Dass ein Bundesligist bei ausbleibendem sportlichen Erfolg den Trainer entlässt, ist zur Alltäglichkeit geworden. Nun hat auch der FC Bayern mal wieder die Mechanismen des Geschäfts bemüht und Jürgen Klinsmann nach unübersehbaren Fehlern und nicht zuletzt aufgrund des öffentlichen Drucks vor die Tür gesetzt.
Auf einer Pressekonferenz schilderte der Bayern-Vorstand am Montag dann lang und breit, wie man zu dem Entschluss kam, Klinsmann/Vasquez durch den absoluten Gegenentwurf Heynckes/Gerland zu ersetzen, um das in Gefahr geratene Saisonziel direkte Champions-League-Qualifikation nicht aus den Augen zu verlieren.
Uli Hoeneß nannte sich und seine Vorstandskollegen Karl-Heinz Rummenigge und Karl Hopfner dabei ungewohnt blumig "alte Phantasten", die noch daran glauben, "dass wir mit neuem Schwung vielleicht noch das Unglaubliche schaffen und doch noch deutscher Meister werden".
Was der Vorstand jedoch phantastisch vermied, war sich selbst eine Teilschuld einzugestehen. Vielmehr formulierten Karl-Heinz Rummenigge und Uli Hoeneß das Schuldeingeständnis, ein auf zwei Jahre angelegtes Projekt schon nach zehn Monaten gekappt zu haben, im Zusammenhang mit der Einstellung von Jupp Heynckes in einen "Befreiungsschlag" mit "Aufbruchsstimmung" um.
Dabei sollte, wenn sich der Rauch an der Säbener Straße erstmal verzogen hat, klar sein: Der Vorstand hat den Trainer sehenden Auges ins Verderben rennen lassen und trägt an der Misere mindestens genauso viel Schuld wie Klinsmann.

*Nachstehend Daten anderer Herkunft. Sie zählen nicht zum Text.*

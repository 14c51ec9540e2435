//! Application configuration management.
//!
//! Settings are layered with figment, lowest priority first:
//!
//! 1. Built-in defaults
//! 2. TOML file (`--config FILE`, or `config.toml` in the platform config dir)
//! 3. Environment variables prefixed `DUPEFIND_` (e.g. `DUPEFIND_IO_THREADS=8`)
//! 4. Command-line flags
//!
//! ```toml
//! follow_links = true
//! follow_file_links = true
//! io_threads = 4
//! format = "text"
//! progress = true
//! ```

use anyhow::{Context, Result};
use directories::ProjectDirs;
use figment::providers::{Env, Format, Serialized, Toml};
use figment::Figment;
use serde::{Deserialize, Serialize};
use std::path::{Path, PathBuf};

use crate::cli::{Cli, OutputFormat};
use crate::scanner::WalkerConfig;

/// Environment variable prefix.
pub const ENV_PREFIX: &str = "DUPEFIND_";

/// Application configuration.
#[derive(Debug, Clone, PartialEq, Eq, Serialize, Deserialize)]
#[serde(default)]
pub struct Config {
    /// Descend into symlinked directories.
    pub follow_links: bool,
    /// Size and hash symlinked regular files through their target.
    pub follow_file_links: bool,
    /// Hashing worker threads.
    pub io_threads: usize,
    /// Report format.
    pub format: OutputFormat,
    /// Show progress bars on stderr.
    pub progress: bool,
}

impl Default for Config {
    fn default() -> Self {
        Self {
            follow_links: true,
            follow_file_links: true,
            io_threads: 4,
            format: OutputFormat::Text,
            progress: true,
        }
    }
}

impl Config {
    /// Build the layered figment: defaults, TOML file, environment.
    ///
    /// A missing file contributes nothing.
    #[must_use]
    pub fn figment(file: Option<&Path>) -> Figment {
        let mut figment = Figment::from(Serialized::defaults(Config::default()));
        if let Some(path) = file {
            figment = figment.merge(Toml::file(path));
        }
        figment.merge(Env::prefixed(ENV_PREFIX))
    }

    /// Load configuration from an explicit file or the default location.
    ///
    /// # Errors
    ///
    /// Fails if an explicitly named file does not exist or if any layer
    /// holds a malformed value.
    pub fn load(explicit: Option<&Path>) -> Result<Self> {
        let file = match explicit {
            Some(path) => {
                if !path.is_file() {
                    anyhow::bail!("Config file not found: {}", path.display());
                }
                Some(path.to_path_buf())
            }
            None => Self::default_path(),
        };

        if let Some(ref path) = file {
            log::debug!("Loading configuration from {}", path.display());
        }

        let config: Config = Self::figment(file.as_deref())
            .extract()
            .context("Invalid configuration")?;

        if config.io_threads == 0 {
            anyhow::bail!("Invalid configuration: io_threads must be at least 1");
        }

        Ok(config)
    }

    /// Apply command-line flags on top of the loaded layers.
    pub fn apply_cli(&mut self, cli: &Cli) {
        if cli.no_follow_links {
            self.follow_links = false;
        }
        if cli.no_follow_file_links {
            self.follow_file_links = false;
        }
        if let Some(threads) = cli.io_threads {
            self.io_threads = threads;
        }
        if let Some(format) = cli.format {
            self.format = format;
        }
        if cli.no_progress || cli.quiet {
            self.progress = false;
        }
    }

    /// Walker settings derived from the link options.
    #[must_use]
    pub fn walker_config(&self) -> WalkerConfig {
        WalkerConfig::new(self.follow_links, self.follow_file_links)
    }

    /// Get the default platform-specific configuration path.
    #[must_use]
    pub fn default_path() -> Option<PathBuf> {
        ProjectDirs::from("", "", "dupefind").map(|dirs| dirs.config_dir().join("config.toml"))
    }
}
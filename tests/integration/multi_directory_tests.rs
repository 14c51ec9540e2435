use dupefind::duplicates::DuplicateFinder;
use std::fs::{self, File};
use std::io::Write;
use tempfile::tempdir;

#[test]
fn test_duplicates_across_roots() {
    let dir1 = tempdir().unwrap();
    let dir2 = tempdir().unwrap();

    File::create(dir1.path().join("photo.jpg"))
        .unwrap()
        .write_all(b"jpeg bytes")
        .unwrap();
    File::create(dir2.path().join("backup.jpg"))
        .unwrap()
        .write_all(b"jpeg bytes")
        .unwrap();

    let finder = DuplicateFinder::with_defaults();
    let (groups, summary) = finder
        .find_duplicates(&[dir1.path().to_path_buf(), dir2.path().to_path_buf()])
        .unwrap();

    assert_eq!(summary.roots_scanned, 2);
    assert_eq!(groups.len(), 1);
    assert_eq!(groups[0].len(), 2);
}

#[test]
fn test_same_root_twice_not_double_counted() {
    let dir = tempdir().unwrap();
    File::create(dir.path().join("only.txt"))
        .unwrap()
        .write_all(b"just one file")
        .unwrap();

    let finder = DuplicateFinder::with_defaults();
    let (groups, summary) = finder
        .find_duplicates(&[dir.path().to_path_buf(), dir.path().to_path_buf()])
        .unwrap();

    assert!(groups.is_empty(), "a file must not duplicate itself");
    assert_eq!(summary.roots_scanned, 1);
    assert_eq!(summary.total_files, 1);
}

#[test]
fn test_nested_root_not_double_counted() {
    let dir = tempdir().unwrap();
    let child = dir.path().join("child");
    fs::create_dir(&child).unwrap();
    File::create(child.join("inner.txt"))
        .unwrap()
        .write_all(b"inner")
        .unwrap();

    let finder = DuplicateFinder::with_defaults();
    let (groups, summary) = finder
        .find_duplicates(&[child.clone(), dir.path().to_path_buf()])
        .unwrap();

    assert!(groups.is_empty());
    assert_eq!(summary.roots_scanned, 1);
    assert_eq!(summary.total_files, 1);
}

#[test]
fn test_sibling_roots_with_shared_prefix_both_walked() {
    let dir = tempdir().unwrap();
    let photos = dir.path().join("photos");
    let photos_old = dir.path().join("photos-old");
    fs::create_dir(&photos).unwrap();
    fs::create_dir(&photos_old).unwrap();

    File::create(photos.join("a.raw"))
        .unwrap()
        .write_all(b"raw image")
        .unwrap();
    File::create(photos_old.join("a.raw"))
        .unwrap()
        .write_all(b"raw image")
        .unwrap();

    let finder = DuplicateFinder::with_defaults();
    let (groups, summary) = finder.find_duplicates(&[photos, photos_old]).unwrap();

    assert_eq!(summary.roots_scanned, 2);
    assert_eq!(groups.len(), 1);
}

#[test]
fn test_root_order_does_not_change_result() {
    let dir1 = tempdir().unwrap();
    let dir2 = tempdir().unwrap();
    for (dir, name) in [(&dir1, "x"), (&dir1, "y"), (&dir2, "x"), (&dir2, "z")] {
        File::create(dir.path().join(name))
            .unwrap()
            .write_all(name.as_bytes())
            .unwrap();
    }

    let finder = DuplicateFinder::with_defaults();
    let (forward, _) = finder
        .find_duplicates(&[dir1.path().to_path_buf(), dir2.path().to_path_buf()])
        .unwrap();
    let (backward, _) = finder
        .find_duplicates(&[dir2.path().to_path_buf(), dir1.path().to_path_buf()])
        .unwrap();

    assert_eq!(forward, backward);
    assert_eq!(forward.len(), 1);
}
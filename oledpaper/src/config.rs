use std::path::{Path, PathBuf};
use std::time::Duration;

use serde::{Deserialize, Serialize};
use tracing::warn;

use crate::cache::DEFAULT_CACHE_CAPACITY;
use crate::error::{Error, Result};
use crate::threshold::Threshold;

pub const DEFAULT_CONFIG_PATH: &str = "oledpaper.toml";

/// Stopping the worker waits up to one poll interval, so it must stay short.
pub const MAX_POLL_INTERVAL_MS: u64 = 10_000;

#[derive(Debug, Clone, PartialEq, Eq, Serialize, Deserialize)]
#[serde(default)]
pub struct Config {
    /// How long the worker waits for a threshold before re-checking for stop.
    pub poll_interval_ms: u64,
    /// Entries per cache tier before the tier is cleared.
    pub cache_capacity: usize,
    pub initial_threshold: Threshold,
    pub log_level: String,
    pub log_dir: PathBuf,
    pub log_file_prefix: String,
    /// Rolled log files kept in `log_dir`.
    pub log_max_files: usize,
}

impl Default for Config {
    fn default() -> Self {
        Self {
            poll_interval_ms: 50,
            cache_capacity: DEFAULT_CACHE_CAPACITY,
            initial_threshold: Threshold::default(),
            log_level: "info".to_string(),
            log_dir: PathBuf::from("logs"),
            log_file_prefix: "oledpaper".to_string(),
            log_max_files: 5,
        }
    }
}

impl Config {
    pub fn load<P: AsRef<Path>>(path: P) -> Result<Self> {
        let serialized = std::fs::read_to_string(path)?;
        Self::from_toml(&serialized)
    }

    /// Loads `path`, falling back to defaults if it is missing or invalid.
    pub fn load_or_default<P: AsRef<Path>>(path: P) -> Self {
        let path = path.as_ref();
        if !path.exists() {
            return Self::default();
        }

        Self::load(path).unwrap_or_else(|err| {
            warn!(path = %path.display(), %err, "ignoring unreadable config");
            Self::default()
        })
    }

    pub fn from_toml(serialized: &str) -> Result<Self> {
        let config: Config = toml::from_str(serialized)?;
        config.validate()?;
        Ok(config)
    }

    pub fn save<P: AsRef<Path>>(&self, path: P) -> Result<()> {
        let serialized = toml::to_string_pretty(self)?;
        std::fs::write(path, serialized)?;
        Ok(())
    }

    pub fn validate(&self) -> Result<()> {
        if self.poll_interval_ms == 0 {
            return Err(Error::configuration("poll_interval_ms must be positive"));
        }
        if self.poll_interval_ms > MAX_POLL_INTERVAL_MS {
            return Err(Error::configuration(format!(
                "poll_interval_ms must be at most {MAX_POLL_INTERVAL_MS}, got {}",
                self.poll_interval_ms
            )));
        }
        if self.cache_capacity == 0 {
            return Err(Error::configuration("cache_capacity must be positive"));
        }
        if self.log_file_prefix.is_empty() {
            return Err(Error::configuration("log_file_prefix must not be empty"));
        }
        if self.log_max_files == 0 {
            return Err(Error::configuration("log_max_files must be positive"));
        }
        Ok(())
    }

    pub fn poll_interval(&self) -> Duration {
        Duration::from_millis(self.poll_interval_ms)
    }
}
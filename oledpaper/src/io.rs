//! Decoding and encoding between image files and [`PixelBuffer`]s.
//!
//! Decoded images are normalized to 8-bit RGB, or RGBA when the source has
//! an alpha channel, so the color channels are always the first three bytes.

use std::path::{Path, PathBuf};

use image as image_lib;
use image_lib::{DynamicImage, ImageFormat, RgbImage, RgbaImage};
use tracing::info;

use crate::error::{Error, Result};
use crate::pixel_buffer::{ChannelLayout, PixelBuffer};

/// Supported image file extensions for writing.
pub const SUPPORTED_EXTENSIONS: &[&str] = &["png", "jpg", "jpeg", "bmp", "tif", "tiff"];

/// Extension appended to output paths that have none.
pub const DEFAULT_EXTENSION: &str = "png";

pub fn load_image<P: AsRef<Path>>(filename: P) -> Result<PixelBuffer> {
    let filename = filename.as_ref();
    let img = image_lib::open(filename)?;
    let buffer = from_dynamic(img)?;

    info!(
        path = %filename.display(),
        width = buffer.width(),
        height = buffer.height(),
        channels = buffer.channels(),
        "image decoded"
    );

    Ok(buffer)
}

pub fn from_dynamic(img: DynamicImage) -> Result<PixelBuffer> {
    let (width, height) = (img.width(), img.height());

    let (channels, bytes) = if img.color().has_alpha() {
        (4, img.into_rgba8().into_raw())
    } else {
        (3, img.into_rgb8().into_raw())
    };

    PixelBuffer::new(width, height, channels, bytes)
}

pub fn to_dynamic(buffer: &PixelBuffer) -> Result<DynamicImage> {
    let layout = buffer.layout()?;
    let (width, height) = (buffer.width(), buffer.height());
    let bytes = buffer.bytes().to_vec();

    let img = match layout {
        ChannelLayout::Rgb => RgbImage::from_raw(width, height, bytes).map(DynamicImage::ImageRgb8),
        ChannelLayout::Rgba => {
            RgbaImage::from_raw(width, height, bytes).map(DynamicImage::ImageRgba8)
        }
    };

    img.ok_or_else(|| Error::shape(format!("{width}x{height} {layout} buffer has wrong length")))
}

/// Writes `buffer` to `filename`, picking the format from the extension.
///
/// A path without an extension gets `.png` appended. Returns the path
/// actually written.
pub fn save_image<P: AsRef<Path>>(buffer: &PixelBuffer, filename: P) -> Result<PathBuf> {
    let mut path = filename.as_ref().to_path_buf();

    let extension = match path.extension().and_then(|ext| ext.to_str()) {
        Some(ext) => ext.to_ascii_lowercase(),
        None => {
            path.set_extension(DEFAULT_EXTENSION);
            DEFAULT_EXTENSION.to_string()
        }
    };

    let format = match extension.as_str() {
        "png" => ImageFormat::Png,
        "jpg" | "jpeg" => ImageFormat::Jpeg,
        "bmp" => ImageFormat::Bmp,
        "tif" | "tiff" => ImageFormat::Tiff,
        _ => return Err(Error::InvalidExtension(extension)),
    };

    let img = to_dynamic(buffer)?;
    // JPEG has no alpha channel
    let img = if format == ImageFormat::Jpeg && img.color().has_alpha() {
        DynamicImage::ImageRgb8(img.into_rgb8())
    } else {
        img
    };

    img.save_with_format(&path, format)?;
    info!(path = %path.display(), ?format, "image saved");

    Ok(path)
}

Beispiele dafür finden sich zur Genüge. Dass dem FC Bayern in dieser Saison ganz simpel die Kadertiefe fehlt, um auf drei Hochzeiten mitzumischen, zum Beispiel. Rufe des überforderten Trainers nach einem vierten Stürmer verhallten im Nichts, Perspektivspieler wie Marcell Jansen und Toni Kroos wurden gar - auf wessen Ansinnen auch immer - an die Konkurrenz abgegeben.
Dass mit Oliver Kahn die größte Stütze das Team vor der Saison verlassen hatte, man aber keinen Bedarf sah, das Vakuum sportlich wie hierarchisch neu zu füllen, kann man ebenfalls dem Vorstand mit anlasten.
Und nicht zuletzt war es doch der Vorstand, der immer wieder von Nachhaltigkeit sprach und stets betonte, den von Klinsmann angestrebten Reformen mindestens zwei Jahre Zeit zu geben.
Den Motor bei voller Fahrt wechseln zu können und die Meisterschaft im Vorbeifahren einfach so einkassieren zu können, war ein fataler Irrglaube, dem Uli Hoeneß und Karl-Heinz Rummenigge aufgesessen sind.
Am Montag betonten beide, wie überzeugend Klinsmanns Konzept im Januar 2008 gewesen ist. Derart geblendet übersah der Bayern-Vorstand scheinbar zehn Monate lang, dass der neue Trainer ein massives Problem hatte, die Mannschaft dazu zu bringen, seine Vorstellungen auf dem Platz umzusetzen.
Der Vorstand hat Klinsmann auch sicher keinen Gefallen getan, ihn schon im Oktober - nach Niederlagen gegen Bremen (2:5) und Hannover (0:1) sowie einem 3:3 gegen Bochum - zu diktieren, nicht zu viel an der Entwicklung des Teams zu schrauben, sondern vielmehr die nackten Ergebnisse im Auge zu behalten.
Klinsmann vertraute fortan nur einer geringen Zahl an Spielern, um dem Prinzip "Ergebnis first" seiner Vereinsoberen Rechnung zu tragen - und fuhr damit an die Wand.
Noch mal zur Erinnerung: Jürgen Klinsmann war neben dem allzu klaren sportlichen Minimalziel Meisterschaft vor allem damit beauftragt worden, dem Verein eine neue Philosophie zu verpassen. Dies sollte innerhalb von zwei Jahren passieren; am Ende hat er nur zehn Monate und eine wie blanker Hohn anmutende Zeile in einer Pressemitteilung bekommen.